Stored data entries:
****************************************

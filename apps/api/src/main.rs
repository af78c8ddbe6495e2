use std::net::SocketAddr;
use std::sync::Arc;
use dotenv::dotenv;
use tokio::net::TcpListener;
use tokio::sync::broadcast::error::RecvError;
use tower_http::cors::{CorsLayer, Any};
use tower_http::trace::{self, TraceLayer};
use tracing::{Level, debug, info, warn};
use tracing_subscriber::{layer::SubscriberExt, util::SubscriberInitExt};

mod router;

use shared_config::AppConfig;
use shared_database::{AppState, ChangeReceiver};

#[tokio::main]
async fn main() -> anyhow::Result<()> {
    // Loading Env Vars
    dotenv().ok();

    // Initialize tracing
    tracing_subscriber::registry()
        .with(tracing_subscriber::EnvFilter::new(
            std::env::var("RUST_LOG").unwrap_or_else(|_| "info,tower_http=debug".into()),
        ))
        .with(tracing_subscriber::fmt::layer())
        .init();

    info!("Starting Camly Clinic API server");

    // Load configuration
    let config = AppConfig::from_env();
    let port = config.port;

    // Create shared state
    let state = Arc::new(AppState::from_config(config));
    tokio::spawn(log_changes(state.feed.subscribe()));

    // Set up CORS
    let cors = CorsLayer::new()
        .allow_origin(Any)
        .allow_methods(Any)
        .allow_headers(Any);

    // Build the application router
    let app = router::create_router(state)
        .layer(
            TraceLayer::new_for_http()
                .make_span_with(trace::DefaultMakeSpan::new()
                    .level(Level::INFO))
                .on_response(trace::DefaultOnResponse::new()
                    .level(Level::INFO)),
        )
        .layer(cors);

    // Run the server
    let addr = SocketAddr::from(([0, 0, 0, 0], port));
    info!("Listening on {}", addr);

    let listener = TcpListener::bind(addr).await?;
    axum::serve(listener, app).await?;

    Ok(())
}

/// Follows the change feed so committed writes show up in the server log.
async fn log_changes(mut changes: ChangeReceiver) {
    loop {
        match changes.recv().await {
            Ok(change) => debug!("{:?} {:?} {}", change.table, change.kind, change.record_id),
            Err(RecvError::Lagged(missed)) => warn!("Change log fell behind, skipped {} events", missed),
            Err(RecvError::Closed) => break,
        }
    }
}
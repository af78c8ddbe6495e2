use std::sync::Arc;
use axum::{middleware, routing::{get, post}, Router};
use shared_database::AppState;
use shared_utils::extractor::auth_middleware;

use crate::handlers::*;

pub fn patient_routes(state: Arc<AppState>) -> Router {
    Router::new()
        .route("/", post(register_patient))
        .route("/{id}", get(get_patient).put(update_patient))
        .route("/{id}/dashboard", get(get_dashboard))
        .layer(middleware::from_fn_with_state(state.config.clone(), auth_middleware))
        .with_state(state)
}
pub mod extractor;
pub mod jwt;
pub mod test_utils;
pub mod validation;
// libs/appointment-cell/src/router.rs
use std::sync::Arc;

use axum::{
    Router,
    routing::{get, post, put, patch},
    middleware,
};

use shared_database::AppState;
use shared_utils::extractor::auth_middleware;

use crate::handlers;

pub fn appointment_routes(state: Arc<AppState>) -> Router {
    // All appointment operations require authentication
    Router::new()
        .route("/", post(handlers::book_appointment))
        .route("/{appointment_id}", get(handlers::get_appointment))
        .route("/{appointment_id}/reschedule", put(handlers::reschedule_appointment))
        .route("/{appointment_id}/status", patch(handlers::update_status))
        .route("/{appointment_id}/rating", post(handlers::add_rating))
        .layer(middleware::from_fn_with_state(state.config.clone(), auth_middleware))
        .with_state(state)
}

****************************************

--- TASK STATEMENT ---
The entries above need to be repeated in full, exactly as written.

--- YOUR RESPONSE ---
filename apps/api/src/main.rs
repository af78c8ddbe6495e2
use std::net::SocketAddr;
use std::sync::Arc;
use dotenv::dotenv;
use tokio::net::TcpListener;
use tokio::sync::broadcast::error::RecvError;
use tower_http::cors::{CorsLayer, Any};
use tower_http::trace::{self, TraceLayer};
use tracing::{Level, debug, info, warn};
use tracing_subscriber::{layer::SubscriberExt, util::SubscriberInitExt};

mod router;

use shared_config::AppConfig;
use shared_database::{AppState, ChangeReceiver};

#[tokio::main]
async fn main() -> anyhow::Result<()> {
    // Loading Env Vars
    dotenv().ok();

    // Initialize tracing
    tracing_subscriber::registry()
        .with(tracing_subscriber::EnvFilter::new(
            std::env::var("RUST_LOG").unwrap_or_else(|_| "info,tower_http=debug".into()),
        ))
        .with(tracing_subscriber::fmt::layer())
        .init();

    info!("Starting Camly Clinic API server");

    // Load configuration
    let config = AppConfig::from_env();
    let port = config.port;

    // Create shared state
    let state = Arc::new(AppState::from_config(config));
    tokio::spawn(log_changes(state.feed.subscribe()));

    // Set up CORS
    let cors = CorsLayer::new()
        .allow_origin(Any)
        .allow_methods(Any)
        .allow_headers(Any);

    // Build the application router
    let app = router::create_router(state)
        .layer(
            TraceLayer::new_for_http()
                .make_span_with(trace::DefaultMakeSpan::new()
                    .level(Level::INFO))
                .on_response(trace::DefaultOnResponse::new()
                    .level(Level::INFO)),
        )
        .layer(cors);

    // Run the server
    let addr = SocketAddr::from(([0, 0, 0, 0], port));
    info!("Listening on {}", addr);

    let listener = TcpListener::bind(addr).await?;
    axum::serve(listener, app).await?;

    Ok(())
}

/// Follows the change feed so committed writes show up in the server log.
async fn log_changes(mut changes: ChangeReceiver) {
    loop {
        match changes.recv().await {
            Ok(change) => debug!("{:?} {:?} {}", change.table, change.kind, change.record_id),
            Err(RecvError::Lagged(missed)) => warn!("Change log fell behind, skipped {} events", missed),
            Err(RecvError::Closed) => break,
        }
    }
}
repository af78c8ddbe6495e2
use std::sync::Arc;
use axum::{middleware, routing::{get, post}, Router};
use shared_database::AppState;
use shared_utils::extractor::auth_middleware;

use crate::handlers::*;

pub fn patient_routes(state: Arc<AppState>) -> Router {
    Router::new()
        .route("/", post(register_patient))
        .route("/{id}", get(get_patient).put(update_patient))
        .route("/{id}/dashboard", get(get_dashboard))
        .layer(middleware::from_fn_with_state(state.config.clone(), auth_middleware))
        .with_state(state)
}
pub mod extractor;
pub mod jwt;
pub mod test_utils;
pub mod validation;
// libs/appointment-cell/src/router.rs
use std::sync::Arc;

use axum::{
    Router,
    routing::{get, post, put, patch},
    middleware,
};

use shared_database::AppState;
use shared_utils::extractor::auth_middleware;

use crate::handlers;

pub fn appointment_routes(state: Arc<AppState>) -> Router {
    // All appointment operations require authentication
    Router::new()
        .route("/", post(handlers::book_appointment))
        .route("/{appointment_id}", get(handlers::get_appointment))
        .route("/{appointment_id}/reschedule", put(handlers::reschedule_appointment))
        .route("/{appointment_id}/status", patch(handlers::update_status))
        .route("/{appointment_id}/rating", post(handlers::add_rating))
        .layer(middleware::from_fn_with_state(state.config.clone(), auth_middleware))
        .with_state(state)
}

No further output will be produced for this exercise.